Stories about the deadly Ebola virus that has swept through West Africa may have faded from newspapers and television screens, but the grave wound of the disease still lingers among immigrant communities in the northwest suburbs of Minneapolis.
Though news reports have pronounced the decline of Ebola cases, the virus has had a searing impact on millions of children in the Ebola-ravaged Liberia, Sierra Leone and Guinea.
“People are still talking about Ebola,” Abdullah Kiatamba, executive director of African Immigrant Services, said of the West African communities in Minnesota. “It’s not as widespread as it used to be, but the impact is still [felt] here.”
Kiatamba added that millions of people in the three countries are on the verge of death because of hunger and food insecurity.
A Save the Children report echoes a similar sentiment: “Children are always among the most vulnerable in an emergency. Across Liberia, Sierra Leone and Guinea, an estimated 10.3 million children and adolescents under age 18 are directly or indirectly affected.”
Last Saturday, hundreds of people gathered in the Brooklyn Park Community Activity Center with nonperishable food donations. The event marked the launch of a food drive campaign by the Minnesota African Task Force Against Ebola to address the enduring stamp Ebola has left on the region.
The task force, which was formed last summer to help combat the epidemic and educate people about the disease, aims to gather 132,000 pounds of food items for the Ebola-battered orphans and neglected children in the region.
In collaboration with organizations already serving in West Africa, the task force will ship the donated food supplies to Liberia, Sierra Leone and Guinea.
Ebola has affected a majority of the West African community in Minnesota — with some of them losing as many as 20 family members to the virus.
“This is very personal to me,” Karifa Jalloh, president of the Sierra Leone Community in Minnesota, said of the food drive campaign. “Everybody that has heard or seen or read about Ebola has probably felt the pain with their eyes, but we feel it in our soul because it’s our people who were affected and who died.”

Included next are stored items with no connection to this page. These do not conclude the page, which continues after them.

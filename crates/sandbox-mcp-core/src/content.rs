//! Content items carried in tool call responses.

use serde::{Deserialize, Serialize};

/// One unit of response payload, tagged with its type on the wire.
///
/// Every operation in this server produces text, so only the `text`
/// content type is modeled.
#[derive(Debug, Clone, PartialEq, Serialize, Deserialize)]
#[serde(tag = "type", rename_all = "snake_case")]
pub enum Content {
    Text(TextContent),
}

#[derive(Debug, Clone, PartialEq, Serialize, Deserialize)]
pub struct TextContent {
    pub text: String,
}

impl Content {
    pub fn text<S: Into<String>>(text: S) -> Self {
        Content::Text(TextContent { text: text.into() })
    }

    /// The text payload of this item.
    pub fn as_text(&self) -> &str {
        match self {
            Content::Text(TextContent { text }) => text,
        }
    }
}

When Ebola struck West Africa nearly a year ago, Jalloh continued, health professionals and international organizations focused on containment and eradication of the virus, which has killed more than 9,000 people mostly in Liberia, Sierra Leone and Guinea, according to the World Health Organization.
Today, news reports about the decline of Ebola cases are unfolding as some of the regions battered by the outbreak open their borders, showing a sign of a return to normalcy after the deadliest Ebola epidemic in history.
For Minnesota’s West African communities, the focus turns to the children orphaned by disease, roaming the streets desperately seeking shelter and food.
“Imagine someone who has no source of income, cannot survive, there is no welfare state where somebody can be helped by the government,” said Kiatamba, who also chairs the Minnesota African Task Force Against Ebola. “So how do we intervene before it becomes another humanitarian crisis?”
“We will continue [the food drive campaign] until they can stand on their legs,” said Alhaji Mohamed Bah, president of the Guinea Community of Minnesota.
Farming is the mainstay of the economy of many West African countries, said Jalloh, but the Ebola epidemic has crippled the industry, causing a major food crisis across the region.
Jalloh explained how he thinks the outbreak affected agriculture: “Our people rely on subsistence farming, where [people get together in groups] and work from farm to farm. Ebola is against people gathering together.”
He continued: When Ebola hit, people began to keep their distance from one another in fear of contracting the virus. Still many able farmers succumbed to Ebola. “Now, we have areas full of widows and children.”
The virus has led many farmers to abandon their fields, causing people in rural areas of the affected countries to die from drought or disease, according to news reports.
Aside from the local task force efforts aimed to avert the food crisis in the region, some humanitarian organizations are responding to the crisis, creating food production opportunities for the Ebola survivors.
The World Bank, for example, has recently announced it’s offering $15 million in emergency funding to thwart the hunger crisis and revive farming in most-affected three West African counties.
“I think we should do everything we can to keep them alive,” Jalloh said of the Ebola survivors. “We cannot forgive ourselves if anybody dies of hunger now when we’re in this part of the world, where food is available.”